Expensive coastal metros led the country for gains, and although Sun Belt markets are no longer as hot as they once were, some of those areas have put up significant increases over the past four years, including Miami (55%), Orlando (41%), and Phoenix and Tucson (both 38%).

“Single-family rent growth slowed in August from both a year and a month ago,” said CoreLogic Principal Economist Molly Boesel. “The monthly drop in single-family rents of 0.2% was notable as it was contrary to the typical August increase of 0.3% and therefore points to quickly decelerating single-family rents. However, some metro areas bucked the national trend — the top metros in rent growth in August all had accelerating gains from a year ago.”

Of the top 20 statistical areas that CoreLogic tracks in this release, seven posted gains of 4% or greater, and seven metro areas had median rents above $3,000.

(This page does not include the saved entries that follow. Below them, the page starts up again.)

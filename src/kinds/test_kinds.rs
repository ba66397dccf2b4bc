//! Test-kind classification.

use super::RuleKind;

/// The rule kinds that denote test targets.
pub const TEST_KINDS: [&str; 8] = [
    "java_junit5_test",
    "java_test",
    "java_test_suite",
    "unit_package",
    "unit_test",
    "int_test",
    "test_test",
    "test_package",
];

/// Check whether `kind` names a test rule.
///
/// Exact membership in [`TEST_KINDS`]. Kinds that are not classified yet
/// (including unregistered ones) are not tests.
pub fn is_test(kind: &str) -> bool {
    TEST_KINDS.contains(&kind)
}

impl RuleKind {
    /// Whether this kind is a test rule.
    pub fn is_test(self) -> bool {
        is_test(self.as_str())
    }
}

/// Conventional source root for sources of a rule kind.
pub fn default_source_root(kind: RuleKind) -> &'static str {
    if kind.is_test() {
        "src/test/java"
    } else {
        "src/main/java"
    }
}
//! Cached per-directory facts.

use std::collections::{BTreeMap, BTreeSet};

use serde::{Deserialize, Serialize};
use smol_str::SmolStr;

use crate::base::{DirPath, Label, TypeName};
use crate::kinds::{Attr, RuleKind};

/// Labels assigned to each dependency channel of one rule.
#[derive(Clone, Debug, Default, PartialEq, Eq, Serialize, Deserialize)]
pub struct ResolvedDeps {
    #[serde(default, skip_serializing_if = "Vec::is_empty")]
    pub deps: Vec<Label>,
    #[serde(default, skip_serializing_if = "Vec::is_empty")]
    pub runtime_deps: Vec<Label>,
    #[serde(default, skip_serializing_if = "Vec::is_empty")]
    pub exports: Vec<Label>,
}

impl ResolvedDeps {
    /// Empty dependency sets.
    pub fn new() -> Self {
        Self::default()
    }

    /// Labels in a channel. `srcs` is not a channel and is always empty.
    pub fn get(&self, attr: Attr) -> &[Label] {
        match attr {
            Attr::Deps => &self.deps,
            Attr::RuntimeDeps => &self.runtime_deps,
            Attr::Exports => &self.exports,
            Attr::Srcs => &[],
        }
    }

    /// Append a label to a channel. Returns `false` for non-channel attrs.
    pub fn push(&mut self, attr: Attr, label: Label) -> bool {
        let list = match attr {
            Attr::Deps => &mut self.deps,
            Attr::RuntimeDeps => &mut self.runtime_deps,
            Attr::Exports => &mut self.exports,
            Attr::Srcs => return false,
        };
        list.push(label);
        true
    }

    /// Whether `label` is in the `attr` channel.
    pub fn contains(&self, attr: Attr, label: &Label) -> bool {
        self.get(attr).contains(label)
    }

    /// Sort and deduplicate every channel.
    pub fn normalize(&mut self) {
        for list in [&mut self.deps, &mut self.runtime_deps, &mut self.exports] {
            list.sort();
            list.dedup();
        }
    }

    /// True when every channel is empty.
    pub fn is_empty(&self) -> bool {
        self.deps.is_empty() && self.runtime_deps.is_empty() && self.exports.is_empty()
    }
}

/// Everything the engine knows about one directory.
#[derive(Clone, Debug, PartialEq, Eq, Serialize, Deserialize)]
pub struct PackageEntry {
    pub path: DirPath,
    /// Source package declared by the directory's files, if any were parsed.
    #[serde(default, skip_serializing_if = "Option::is_none")]
    pub package_name: Option<SmolStr>,
    #[serde(default)]
    pub declared_types: BTreeSet<TypeName>,
    #[serde(default)]
    pub kinds: BTreeSet<RuleKind>,
    /// Last resolved dependency sets, per rule kind generated for the directory.
    #[serde(default)]
    pub resolved: BTreeMap<RuleKind, ResolvedDeps>,
    /// Cache generation that last wrote this entry.
    #[serde(default)]
    pub generation: u64,
}

impl PackageEntry {
    /// Entry for `path` with nothing parsed or resolved yet.
    pub fn new(path: DirPath) -> Self {
        Self {
            path,
            package_name: None,
            declared_types: BTreeSet::new(),
            kinds: BTreeSet::new(),
            resolved: BTreeMap::new(),
            generation: 0,
        }
    }

    /// Label of the directory's target.
    pub fn label(&self) -> Label {
        Label::for_dir(&self.path)
    }

    /// Whether the directory declares `ty`.
    pub fn declares(&self, ty: &TypeName) -> bool {
        self.declared_types.contains(ty)
    }

    /// True when every rule generated for the directory is a test rule.
    pub fn is_test_only(&self) -> bool {
        !self.kinds.is_empty() && self.kinds.iter().all(|k| k.is_test())
    }
}

#[cfg(test)]
mod tests {
    use super::*;

    fn label(s: &str) -> Label {
        s.parse().unwrap()
    }

    #[test]
    fn test_resolved_deps_normalize() {
        let mut deps = ResolvedDeps::new();
        deps.push(Attr::Deps, label("//b"));
        deps.push(Attr::Deps, label("//a"));
        deps.push(Attr::Deps, label("//b"));
        deps.normalize();
        assert_eq!(deps.deps, vec![label("//a"), label("//b")]);
    }

    #[test]
    fn test_resolved_deps_rejects_srcs() {
        let mut deps = ResolvedDeps::new();
        assert!(!deps.push(Attr::Srcs, label("//a")));
        assert!(deps.is_empty());
        assert!(deps.get(Attr::Srcs).is_empty());
    }

    #[test]
    fn test_entry_label_and_test_only() {
        let mut entry = PackageEntry::new(DirPath::new("a/b"));
        assert_eq!(entry.label().to_string(), "//a/b");
        assert!(!entry.is_test_only());

        entry.kinds.insert(RuleKind::UnitTest);
        assert!(entry.is_test_only());
        entry.kinds.insert(RuleKind::JavaLibrary);
        assert!(!entry.is_test_only());
    }
}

Of the 20 metros, Seattle posted the highest year-over-year increase in single-family rents in August 2024, at 5.8%, followed by New York, and Washington, D.C. (both 5.5%). Austin, Texas saw rents fall by -2.3% year over year, while Phoenix posted no annual change.

Methodology

The single-family rental market accounts for half of the rental housing stock, yet unlike the multifamily market, which has many different sources of rent data, there are minimal quality adjusted single-family rent transaction data. The CoreLogic Single-Family Rent Index (SFRI) serves to fill that void by applying a repeat pairing methodology to single-family rental listing data in the Multiple Listing Service. The rental listings used to calculate the index include both attached and detached single-family homes, as well as condominiums. CoreLogic constructed the SFRI for close to 100 metropolitan areas — including 43 metros with four value tiers — and a national composite index. The indices are fully revised with each release to signal turning points sooner.

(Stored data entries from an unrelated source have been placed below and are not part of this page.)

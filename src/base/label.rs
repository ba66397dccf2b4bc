//! Build target labels.

use std::fmt;
use std::str::FromStr;

use serde::{Deserialize, Serialize};
use smol_str::SmolStr;
use thiserror::Error;

use super::DirPath;

/// A unique, stable identifier for a build target: `@repo//package:name`.
///
/// Local labels (targets in this repository) carry no repository. When the
/// target name equals the last package segment the label is displayed in its
/// short form, `//a/b` rather than `//a/b:b`. A package containing `:` is
/// always displayed with its explicit name. Target names never contain `:`,
/// so the name is whatever follows the last `:`.
#[derive(Clone, Eq, PartialEq, Hash, Ord, PartialOrd, Serialize, Deserialize)]
#[serde(try_from = "String", into = "String")]
pub struct Label {
    repo: Option<SmolStr>,
    package: SmolStr,
    name: SmolStr,
}

#[derive(Debug, Clone, PartialEq, Eq, Error)]
pub enum LabelParseError {
    #[error("label '{0}' must start with '//' or '@'")]
    MissingRoot(String),
    #[error("label '{0}' has an empty target name")]
    EmptyName(String),
}

impl Label {
    /// Label of the default target for a directory in this repository.
    ///
    /// The repository root has no last segment, so its target is `//:root`.
    /// A `:` in the last segment becomes `_` in the target name.
    pub fn for_dir(dir: &DirPath) -> Self {
        let name = if dir.is_root() { "root" } else { dir.last_segment() };
        Self {
            repo: None,
            package: SmolStr::new(dir.as_str()),
            name: SmolStr::new(name.replace(':', "_")),
        }
    }

    /// Label of `name` in a package of this repository.
    pub fn local(package: &str, name: &str) -> Self {
        Self {
            repo: None,
            package: SmolStr::new(package),
            name: SmolStr::new(name),
        }
    }

    /// Label of a target in another repository, such as `@maven//:artifact`.
    pub fn external(repo: &str, package: &str, name: &str) -> Self {
        Self {
            repo: Some(SmolStr::new(repo)),
            package: SmolStr::new(package),
            name: SmolStr::new(name),
        }
    }

    /// Repository name without the `@`; `None` for local labels.
    pub fn repo(&self) -> Option<&str> {
        self.repo.as_deref()
    }

    /// Package path between `//` and the target name.
    pub fn package(&self) -> &str {
        &self.package
    }

    /// Target name.
    pub fn name(&self) -> &str {
        &self.name
    }

    /// True when the label has no repository.
    pub fn is_local(&self) -> bool {
        self.repo.is_none()
    }
}

impl fmt::Debug for Label {
    fn fmt(&self, f: &mut fmt::Formatter<'_>) -> fmt::Result {
        write!(f, "Label({})", self)
    }
}

impl fmt::Display for Label {
    fn fmt(&self, f: &mut fmt::Formatter<'_>) -> fmt::Result {
        if let Some(repo) = &self.repo {
            write!(f, "@{}", repo)?;
        }
        write!(f, "//{}", self.package)?;
        let last = self.package.rsplit('/').next().unwrap_or("");
        if self.name != last || self.package.contains(':') {
            write!(f, ":{}", self.name)?;
        }
        Ok(())
    }
}

impl FromStr for Label {
    type Err = LabelParseError;

    fn from_str(s: &str) -> Result<Self, Self::Err> {
        let (repo, rest) = if let Some(stripped) = s.strip_prefix('@') {
            match stripped.find("//") {
                Some(idx) => (Some(SmolStr::new(&stripped[..idx])), &stripped[idx..]),
                None => return Err(LabelParseError::MissingRoot(s.to_string())),
            }
        } else {
            (None, s)
        };

        let Some(rest) = rest.strip_prefix("//") else {
            return Err(LabelParseError::MissingRoot(s.to_string()));
        };

        let (package, name) = match rest.rsplit_once(':') {
            Some((package, name)) => (package, name),
            None => (rest, rest.rsplit('/').next().unwrap_or("")),
        };
        if name.is_empty() {
            return Err(LabelParseError::EmptyName(s.to_string()));
        }

        Ok(Self {
            repo,
            package: SmolStr::new(package),
            name: SmolStr::new(name),
        })
    }
}

impl TryFrom<String> for Label {
    type Error = LabelParseError;

    fn try_from(value: String) -> Result<Self, Self::Error> {
        value.parse()
    }
}

impl From<Label> for String {
    fn from(label: Label) -> Self {
        label.to_string()
    }
}

#[cfg(test)]
mod tests {
    use super::*;

    #[test]
    fn test_label_for_dir_short_form() {
        let label = Label::for_dir(&DirPath::new("x/y"));
        assert_eq!(label.to_string(), "//x/y");
        assert_eq!(label.name(), "y");
        assert!(label.is_local());
    }

    #[test]
    fn test_label_for_root_dir() {
        let label = Label::for_dir(&DirPath::root());
        assert_eq!(label.to_string(), "//:root");
        assert_eq!("//:root".parse::<Label>().unwrap(), label);
    }

    #[test]
    fn test_label_parse_external() {
        let label: Label = "@maven//:com_external_bar".parse().unwrap();
        assert_eq!(label.repo(), Some("maven"));
        assert_eq!(label.package(), "");
        assert_eq!(label.name(), "com_external_bar");
        assert_eq!(label.to_string(), "@maven//:com_external_bar");
    }

    #[test]
    fn test_label_parse_short_form() {
        let label: Label = "//a/t".parse().unwrap();
        assert_eq!(label, Label::local("a/t", "t"));
    }

    #[test]
    fn test_label_parse_errors() {
        assert!(matches!(
            "a/b:c".parse::<Label>(),
            Err(LabelParseError::MissingRoot(_))
        ));
        assert!(matches!(
            "//a/b:".parse::<Label>(),
            Err(LabelParseError::EmptyName(_))
        ));
    }

    #[test]
    fn test_label_for_dir_with_colon_round_trips() {
        let label = Label::for_dir(&DirPath::new("gen/a:b"));
        assert_eq!(label.name(), "a_b");
        assert_eq!(label.to_string(), "//gen/a:b:a_b");
        assert_eq!(label.to_string().parse::<Label>().unwrap(), label);

        let nested = Label::for_dir(&DirPath::new("gen:x/c"));
        assert_eq!(nested.to_string(), "//gen:x/c:c");
        assert_eq!(nested.to_string().parse::<Label>().unwrap(), nested);
    }

    #[test]
    fn test_label_serde_round_trip_with_colon() {
        let label = Label::for_dir(&DirPath::new("gen/a:b"));
        let json = serde_json::to_string(&label).unwrap();
        let back: Label = serde_json::from_str(&json).unwrap();
        assert_eq!(back, label);
    }
}
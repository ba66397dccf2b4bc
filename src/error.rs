//! Error types for rulegen.
//!
//! Per-reference problems (unresolved, ambiguous, degraded) are not errors:
//! they are reported as [`crate::resolve::Diagnostic`]s and never stop a run.
//! The types here cover the failures that do change control flow.

use std::io;
use std::path::PathBuf;
use std::time::Duration;

use thiserror::Error;

use crate::engine::Phase;

/// Errors raised while building or querying the rule-kind registry.
#[derive(Debug, Clone, PartialEq, Eq, Error)]
pub enum RegistryError {
    #[error("rule kind '{0}' is not registered")]
    NotRegistered(String),

    #[error("rule kind '{kind}' resolves '{attr}', which is not a dependency channel")]
    NonChannelResolveAttr {
        kind: &'static str,
        attr: &'static str,
    },

    #[error("rule kind '{kind}' lists '{attr}' in {set} but does not support it")]
    UnsupportedAttr {
        kind: &'static str,
        attr: &'static str,
        set: &'static str,
    },

    #[error("rule kind '{0}' has no load statement")]
    MissingLoad(&'static str),

    #[error("rule kind '{0}' is loaded from more than one file")]
    DuplicateLoad(&'static str),
}

/// Failures reported by (or on behalf of) an external collaborator.
#[derive(Debug, Clone, PartialEq, Eq, Error)]
pub enum CollaboratorError {
    /// Transient: the call did not answer within its timeout.
    #[error("{operation} timed out after {timeout:?}")]
    Timeout {
        operation: String,
        timeout: Duration,
    },

    /// A transient failure kept recurring until the retry budget ran out.
    #[error("{operation} still timing out after {attempts} attempts")]
    RetriesExhausted { operation: String, attempts: u32 },

    /// The collaborator cannot produce any more data. Fatal to the run.
    #[error("collaborator unavailable: {0}")]
    Unavailable(String),

    /// A single source file could not be parsed. Scoped to that file.
    #[error("failed to parse {}: {message}", path.display())]
    Parse { path: PathBuf, message: String },
}

impl CollaboratorError {
    /// Whether the whole run must stop.
    pub fn is_fatal(&self) -> bool {
        matches!(self, CollaboratorError::Unavailable(_))
    }

    /// Whether the call may be retried.
    pub fn is_transient(&self) -> bool {
        matches!(self, CollaboratorError::Timeout { .. })
    }
}

/// Errors reading or writing the persisted package cache.
#[derive(Debug, Error)]
pub enum PersistError {
    #[error("failed to read package cache {}: {source}", path.display())]
    Read {
        path: PathBuf,
        #[source]
        source: io::Error,
    },

    #[error("failed to write package cache {}: {source}", path.display())]
    Write {
        path: PathBuf,
        #[source]
        source: io::Error,
    },

    #[error("malformed package cache: {0}")]
    Format(#[from] serde_json::Error),

    #[error("unsupported package cache version {found} (expected {expected})")]
    Version { found: u32, expected: u32 },
}

/// Errors applying configuration directives.
#[derive(Debug, Clone, PartialEq, Eq, Error)]
pub enum ConfigError {
    #[error("unknown directive '{0}'")]
    UnknownDirective(String),

    #[error("invalid value '{value}' for directive '{key}': {reason}")]
    InvalidValue {
        key: String,
        value: String,
        reason: String,
    },
}

/// Errors that stop the engine itself (as opposed to a single directory).
#[derive(Debug, Error)]
pub enum EngineError {
    #[error(transparent)]
    Registry(#[from] RegistryError),

    #[error(transparent)]
    Persist(#[from] PersistError),

    #[error(transparent)]
    Config(#[from] ConfigError),

    #[error("failed to build worker pool: {0}")]
    WorkerPool(#[from] rayon::ThreadPoolBuildError),

    #[error("invalid lifecycle transition from {from} to {to}")]
    InvalidTransition { from: Phase, to: Phase },

    #[error("engine has been shut down")]
    ShutDown,
}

The CoreLogic Single-Family Rent Index analyzes data across four price tiers: Lower-priced, which represent rentals with prices 75% or below the regional median; lower-middle, 75% to 100% of the regional median; higher-middle, 100%-125% of the regional median; and higher-priced, 125% or more above the regional median.

Median rent price data is produced monthly by CoreLogic Rental Trends. Rental Trends is built on a database of more than 11 million rental properties (over 75% of all U.S. individual owned rental properties) and covers all 50 states and 17,500 ZIP codes.